Strayer Education Inc. Chief Executive Robert Silberman teaches an introductory business course at the company’s for-profit university when he isn’t running the $1.3 billion education firm.
He could also give lessons on how to turn a sleepy business into a fast-growing moneymaker.
Strayer University is in the midst of its most explosive growth ever.
Enrollment increased 31 percent last year.
Revenue vaulted 26 percent in 2002 and in 2003.
The company has no debt and has $108 million in cash and short-term marketable securities.
And while nearly all for-profit, post-secondary education companies have seen their stock increase over the past year, Strayer’s share price has been among the most impressive in the $15 billion industry. Strayer’s stock is up 98 percent over its closing share price a year ago, closing Friday at $118.77 a share on the Nasdaq.
Despite the company’s phenomenal performance, Mr. Silberman, a 46-year old former Defense Department administrator, says Strayer’s success does not surprise him.
“It seems to me that if you can figure out how to do this business, it ought to expand. For us, the issue is not the rate of expansion, it’s maintaining the quality of the education while we expand,” he said.
Strayer, which opened in 1892, markets undergraduate and graduate degrees in accounting, education, business administration and information technology to working adults.
Demand for college degrees among working adults has fueled rampant growth at Strayer and its competitors.
“The whole industry has done very well,” said Jerry Herman, managing director at investment banker Legg Mason Wood Walker.
That’s owing in part to a weak job market, which has convinced some people to return to school to improve their skills and bolster their earning potential.
There are an estimated 60 million working adults who don’t have more than a high school diploma, according to the U.S. Bureau of Labor Statistics.
Demographic changes are likely to continue fueling growth at for-profit and nonprofit post-secondary schools. The number of high school graduates is expected to increase from 2.8 million in 2000 to 3.3 million in 2010.
But while Strayer has become well-known in the Washington area, it has little name recognition outside the region. Mr. Silberman’s ambitious plan includes making the company a national player.
Strayer has campuses in the District and six states.
Last year, the company opened five campuses, more than it did in any other year. It plans to open five more campuses this year, giving it 30 campuses.
Its expansion has boosted enrollment from 14,009 during the fall quarter in 2001 to 20,138 during the fall quarter last year. Revenue has grown from $92.8 million in 2001 to $147 million in 2003.
The biggest company in the for-profit, post-secondary education industry is Apollo Group Inc., which runs the University of Phoenix and has 201,400 students at campuses in 29 states.
Mr. Silberman, who earned $970,000 last year in base salary and bonuses, said the aggressive expansion will continue, but he declined to say which states Strayer is targeting for new campuses.
The company also is likely to add more campuses in states where it’s already in business. It has four campuses in North Carolina, for instance, but state regulators have given the company approval to open nine facilities there.
“When I first started, we felt comfortable opening three new campuses a year. [Now] we feel pretty good about five. I wouldn’t expect to do less than that, and if we can do more, we will,” he said.
Analysts applaud Mr. Silberman’s plan.
“You don’t see nonprofit colleges opening 10 campuses in two years,” said Sean Gallagher, senior analyst at Boston education research and consulting firm Eduventures Inc.
Mr. Silberman was recruited to run Strayer in 2001 by New Mountain Partners, the venture-capital firm that owns about 10 percent of the company and directly controls four seats on its board of directors. He worked at a California energy producer, a paper manufacturer and at the Defense Department under then-Defense Secretary Dick Cheney prior to taking over Strayer.
During his tenure at the Pentagon, which he can see from his 25th-floor office in the Rosslyn section of Arlington, he served as assistant secretary of the Army.

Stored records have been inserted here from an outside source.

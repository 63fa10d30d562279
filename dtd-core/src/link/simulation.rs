//! Stand-in for the radio when no module answers
//!
//! Replies are synthesized after a short random delay, and a device's
//! presence occasionally flips so the terminal's state handling gets
//! exercised without hardware.

use dtd_protocol::{PresenceState, RadioCommand};
use rand::rngs::SmallRng;
use rand::{Rng, SeedableRng};

/// Source of simulated link behavior
pub trait SimulationSource {
    /// Reply latency for a command
    fn reply_delay_ms(&mut self, command: RadioCommand) -> u32;

    /// Whether a device's presence flips on this status request
    fn should_flip(&mut self) -> bool;

    /// Presence a device starts in
    fn initial_state(&mut self, id: u8) -> PresenceState;

    /// Battery percentage reported with a status reply
    fn battery(&mut self) -> u8;

    /// RSSI reported with a status reply
    fn rssi(&mut self) -> u8;
}

/// Seeded pseudo-random simulation
///
/// Ping latency is 50..=113 ms, status latency 50..=177 ms, and a status
/// request flips presence with probability 1/16.
pub struct RandomSimulation {
    rng: SmallRng,
}

impl RandomSimulation {
    pub fn new(seed: u64) -> Self {
        Self {
            rng: SmallRng::seed_from_u64(seed),
        }
    }
}

impl SimulationSource for RandomSimulation {
    fn reply_delay_ms(&mut self, command: RadioCommand) -> u32 {
        match command {
            RadioCommand::Ping => 50 + self.rng.gen_range(0..64),
            RadioCommand::GetStatus => 50 + self.rng.gen_range(0..128),
            RadioCommand::SetMode => 0,
        }
    }

    fn should_flip(&mut self) -> bool {
        self.rng.gen_range(0..16u8) == 0
    }

    fn initial_state(&mut self, _id: u8) -> PresenceState {
        PresenceState::from_present(self.rng.gen())
    }

    fn battery(&mut self) -> u8 {
        self.rng.gen_range(75..=99)
    }

    fn rssi(&mut self) -> u8 {
        self.rng.gen_range(81..=110)
    }
}

/// Simulation that never flips and answers instantly
///
/// Every device starts present.
#[derive(Debug, Default, Clone, Copy)]
pub struct SteadySimulation;

impl SimulationSource for SteadySimulation {
    fn reply_delay_ms(&mut self, _command: RadioCommand) -> u32 {
        0
    }

    fn should_flip(&mut self) -> bool {
        false
    }

    fn initial_state(&mut self, _id: u8) -> PresenceState {
        PresenceState::Present
    }

    fn battery(&mut self) -> u8 {
        100
    }

    fn rssi(&mut self) -> u8 {
        100
    }
}

#[cfg(test)]
pub(crate) mod mock {
    use super::*;

    /// Scripted simulation: fixed delay, flips on chosen request numbers
    #[derive(Debug, Default)]
    pub struct ScriptedSimulation {
        pub delay_ms: u32,
        pub flips: std::vec::Vec<bool>,
        pub requests: usize,
        pub start: PresenceState,
    }

    impl SimulationSource for ScriptedSimulation {
        fn reply_delay_ms(&mut self, _command: RadioCommand) -> u32 {
            self.delay_ms
        }

        fn should_flip(&mut self) -> bool {
            let flip = self.flips.get(self.requests).copied().unwrap_or(false);
            self.requests += 1;
            flip
        }

        fn initial_state(&mut self, _id: u8) -> PresenceState {
            self.start
        }

        fn battery(&mut self) -> u8 {
            80
        }

        fn rssi(&mut self) -> u8 {
            90
        }
    }
}

#[cfg(test)]
mod tests {
    use super::*;

    #[test]
    fn test_random_ranges() {
        let mut sim = RandomSimulation::new(12345);
        for _ in 0..500 {
            let ping = sim.reply_delay_ms(RadioCommand::Ping);
            assert!((50..=113).contains(&ping));
            let status = sim.reply_delay_ms(RadioCommand::GetStatus);
            assert!((50..=177).contains(&status));
            assert!((75..=99).contains(&sim.battery()));
            assert!((81..=110).contains(&sim.rssi()));
            assert_ne!(sim.initial_state(1), PresenceState::Unknown);
        }
    }

    #[test]
    fn test_same_seed_same_sequence() {
        let mut a = RandomSimulation::new(7);
        let mut b = RandomSimulation::new(7);
        for _ in 0..32 {
            assert_eq!(a.should_flip(), b.should_flip());
            assert_eq!(a.battery(), b.battery());
        }
    }
}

Despite Strayer’s rapid expansion, it is not clear the company will achieve a national profile unless Mr. Silberman speeds its growth through acquisitions and offers courses in more fields, like health care, Mr. Gallagher said.
Mr. Silberman said he doesn’t rule out acquiring competitors.

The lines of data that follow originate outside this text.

//! DTD - Remote detector (DD) firmware
//!
//! Answers POLL and SETID requests from the terminal over the 433 MHz
//! serial radio, reporting the state of its presence input.

#![no_std]
#![no_main]

use defmt::*;
use embassy_executor::{InterruptExecutor, Spawner};
use embassy_rp::bind_interrupts;
use embassy_rp::gpio::{Input, Level, Output, Pull};
use embassy_rp::interrupt;
use embassy_rp::interrupt::{InterruptExt, Priority};
use embassy_rp::peripherals::UART0;
use embassy_rp::uart::{BufferedInterruptHandler, BufferedUart};
use embassy_time::Timer;
use static_cell::StaticCell;
use {defmt_rtt as _, panic_probe as _};

use dtd_core::config::DetectorConfig;
use dtd_core::detector::{resolve_identity, FlashIdentityStore, Responder, StrapPins};
use dtd_core::traits::PinPresence;
use dtd_core::watchdog::WatchdogState;
use dtd_hal::{OutputPin, UartConfig};
use dtd_hal_rp2040::flash::Rp2040FlashStorage;
use dtd_hal_rp2040::gpio::{Rp2040Input, Rp2040Output};
use dtd_hal_rp2040::reset::BlinkReset;
use dtd_hal_rp2040::time::{now_ms, EmbassyClock};
use dtd_hal_rp2040::uart::{to_embassy_config, RadioUart};

use crate::led::SharedLed;

mod led;
mod tasks;

bind_interrupts!(struct Irqs {
    UART0_IRQ => BufferedInterruptHandler<UART0>;
});

static TX_BUF: StaticCell<[u8; 64]> = StaticCell::new();
static RX_BUF: StaticCell<[u8; 128]> = StaticCell::new();

/// Main loop progress, checked by the watchdog task
pub static WATCHDOG: WatchdogState = WatchdogState::new();

static WATCHDOG_EXECUTOR: InterruptExecutor = InterruptExecutor::new();

#[interrupt]
unsafe fn SWI_IRQ_1() {
    WATCHDOG_EXECUTOR.on_interrupt()
}

#[embassy_executor::main]
async fn main(spawner: Spawner) {
    info!("DTD detector starting...");

    let p = embassy_rp::init(Default::default());
    let config = DetectorConfig::with_static_id(option_env!("DTD_DETECTOR_ID"));

    let led = SharedLed::install(Output::new(p.PIN_25, Level::Low));

    // Radio module enable
    let mut radio_enable = Rp2040Output::new(Output::new(p.PIN_2, Level::High));

    let straps = StrapPins::new(
        Rp2040Input::new(Input::new(p.PIN_18, Pull::Up)),
        Rp2040Input::new(Input::new(p.PIN_19, Pull::Up)),
        Rp2040Input::new(Input::new(p.PIN_21, Pull::Up)),
    );
    let mut store = FlashIdentityStore::new(Rp2040FlashStorage::new(p.FLASH, p.DMA_CH0));
    let (id, source) = resolve_identity(config.static_id.as_ref(), &mut store, || {
        straps.read_code()
    });
    info!("Detector id {} (from {})", id.as_str(), source);

    let sensor = PinPresence::new(Rp2040Input::new(Input::new(p.PIN_15, Pull::Down)), true);

    let tx_buf = TX_BUF.init([0u8; 64]);
    let rx_buf = RX_BUF.init([0u8; 128]);
    let uart = BufferedUart::new(
        p.UART0,
        p.PIN_0,
        p.PIN_1,
        Irqs,
        tx_buf,
        rx_buf,
        to_embassy_config(&UartConfig::default()),
    );
    let radio = RadioUart::new(uart);

    let detector = Responder::new(id, sensor, led, store, EmbassyClock);

    WATCHDOG.feed(now_ms());
    interrupt::SWI_IRQ_1.set_priority(Priority::P2);
    let high = WATCHDOG_EXECUTOR.start(interrupt::SWI_IRQ_1);
    unwrap!(high.spawn(tasks::watchdog_task(
        config.watchdog_timeout_ms,
        BlinkReset::new(led)
    )));

    unwrap!(spawner.spawn(tasks::responder_task(
        detector,
        radio,
        config.loop_interval_ms,
        config.stats_every_loops
    )));

    info!("All tasks spawned, detector running");

    // Keeps the radio enable line driven
    loop {
        Timer::after_secs(60).await;
        radio_enable.set_high();
        trace!("Main heartbeat");
    }
}
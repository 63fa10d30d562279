//! Binary link commands and status payloads

/// Reply payload to a PING
pub const PING_REPLY: &[u8] = b"OK";

/// Reply payload to a SET_MODE
pub const SET_MODE_REPLY: &[u8] = b"ACK";

/// Command byte of a binary frame
#[derive(Debug, Clone, Copy, PartialEq, Eq)]
#[cfg_attr(feature = "defmt", derive(defmt::Format))]
#[repr(u8)]
pub enum RadioCommand {
    /// Link check, answered with `OK`
    Ping = 0x10,
    /// Presence/status request
    GetStatus = 0x20,
    /// Operating mode change
    SetMode = 0x30,
}

impl RadioCommand {
    /// Parse a command byte
    pub fn from_u8(value: u8) -> Option<Self> {
        match value {
            0x10 => Some(Self::Ping),
            0x20 => Some(Self::GetStatus),
            0x30 => Some(Self::SetMode),
            _ => None,
        }
    }

    /// Wire byte
    pub fn as_u8(self) -> u8 {
        self as u8
    }
}

/// Presence state of a detector
///
/// `Unknown` until a valid status reply has been received.
#[derive(Debug, Clone, Copy, PartialEq, Eq, Default)]
#[cfg_attr(feature = "defmt", derive(defmt::Format))]
#[repr(u8)]
pub enum PresenceState {
    #[default]
    Unknown = 0,
    Present = 1,
    Absent = 2,
}

impl PresenceState {
    /// Decode a status byte
    pub fn from_byte(value: u8) -> Option<Self> {
        match value {
            0 => Some(Self::Unknown),
            1 => Some(Self::Present),
            2 => Some(Self::Absent),
            _ => None,
        }
    }

    /// Status byte
    pub fn as_byte(self) -> u8 {
        self as u8
    }

    /// Map a sampled boolean
    pub fn from_present(present: bool) -> Self {
        if present {
            Self::Present
        } else {
            Self::Absent
        }
    }

    /// Swap Present and Absent; Unknown stays Unknown
    pub fn toggled(self) -> Self {
        match self {
            Self::Present => Self::Absent,
            Self::Absent => Self::Present,
            Self::Unknown => Self::Unknown,
        }
    }
}

/// Payload of a GET_STATUS reply
///
/// Byte 0 is the presence state; battery percentage and RSSI follow when
/// the detector reports them.
#[derive(Debug, Clone, Copy, PartialEq, Eq, Default)]
#[cfg_attr(feature = "defmt", derive(defmt::Format))]
pub struct StatusReport {
    pub state: PresenceState,
    pub battery: Option<u8>,
    pub rssi: Option<u8>,
}

impl StatusReport {
    /// Report carrying only a presence state
    pub fn new(state: PresenceState) -> Self {
        Self {
            state,
            battery: None,
            rssi: None,
        }
    }

    /// Decode a reply payload (1 to 3 bytes)
    pub fn from_payload(payload: &[u8]) -> Option<Self> {
        if payload.is_empty() || payload.len() > 3 {
            return None;
        }
        Some(Self {
            state: PresenceState::from_byte(payload[0])?,
            battery: payload.get(1).copied(),
            rssi: payload.get(2).copied(),
        })
    }

    /// Encode into a reply payload
    ///
    /// RSSI is only sent alongside a battery byte since fields are
    /// positional.
    pub fn to_payload(&self) -> heapless::Vec<u8, 3> {
        let mut out = heapless::Vec::new();
        let _ = out.push(self.state.as_byte());
        if let Some(battery) = self.battery {
            let _ = out.push(battery);
            if let Some(rssi) = self.rssi {
                let _ = out.push(rssi);
            }
        }
        out
    }
}

#[cfg(test)]
mod tests {
    use super::*;

    #[test]
    fn test_command_bytes() {
        assert_eq!(RadioCommand::from_u8(0x10), Some(RadioCommand::Ping));
        assert_eq!(RadioCommand::from_u8(0x20), Some(RadioCommand::GetStatus));
        assert_eq!(RadioCommand::from_u8(0x30), Some(RadioCommand::SetMode));
        assert_eq!(RadioCommand::from_u8(0x40), None);
        assert_eq!(RadioCommand::GetStatus.as_u8(), 0x20);
    }

    #[test]
    fn test_presence_bytes() {
        assert_eq!(PresenceState::default(), PresenceState::Unknown);
        assert_eq!(PresenceState::from_byte(1), Some(PresenceState::Present));
        assert_eq!(PresenceState::from_byte(3), None);
        assert_eq!(PresenceState::Absent.as_byte(), 2);
        assert_eq!(PresenceState::Present.toggled(), PresenceState::Absent);
        assert_eq!(PresenceState::Unknown.toggled(), PresenceState::Unknown);
    }

    #[test]
    fn test_status_payload() {
        let full = StatusReport::from_payload(&[1, 80, 95]).unwrap();
        assert_eq!(full.state, PresenceState::Present);
        assert_eq!(full.battery, Some(80));
        assert_eq!(full.rssi, Some(95));
        assert_eq!(&full.to_payload()[..], &[1, 80, 95]);

        let bare = StatusReport::from_payload(&[2]).unwrap();
        assert_eq!(bare, StatusReport::new(PresenceState::Absent));
        assert_eq!(&bare.to_payload()[..], &[2]);

        assert!(StatusReport::from_payload(&[]).is_none());
        assert!(StatusReport::from_payload(&[7]).is_none());
        assert!(StatusReport::from_payload(&[1, 2, 3, 4]).is_none());
    }
}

Analysts also recognize Mr. Silberman needs time to carry out his strategy.
“I think he’s in the early stages of an opportunity to enhance value for all stakeholders, from students to stockholders,” Mr. Herman said.
The greatest risk to Strayer may not be that it grows too slowly, Mr. Silberman warned, but that it grows too fast. He said the university must ensure that it recruits good professors so it can provide a sound education for students, who spend $243 to $324 per credit hour and shell out an average of $15,000 to $20,000 for a degree. If it can’t, Strayer’s students will flee for its competitors, he said.
And that’s a lesson the professor and chief executive doesn’t want to forget.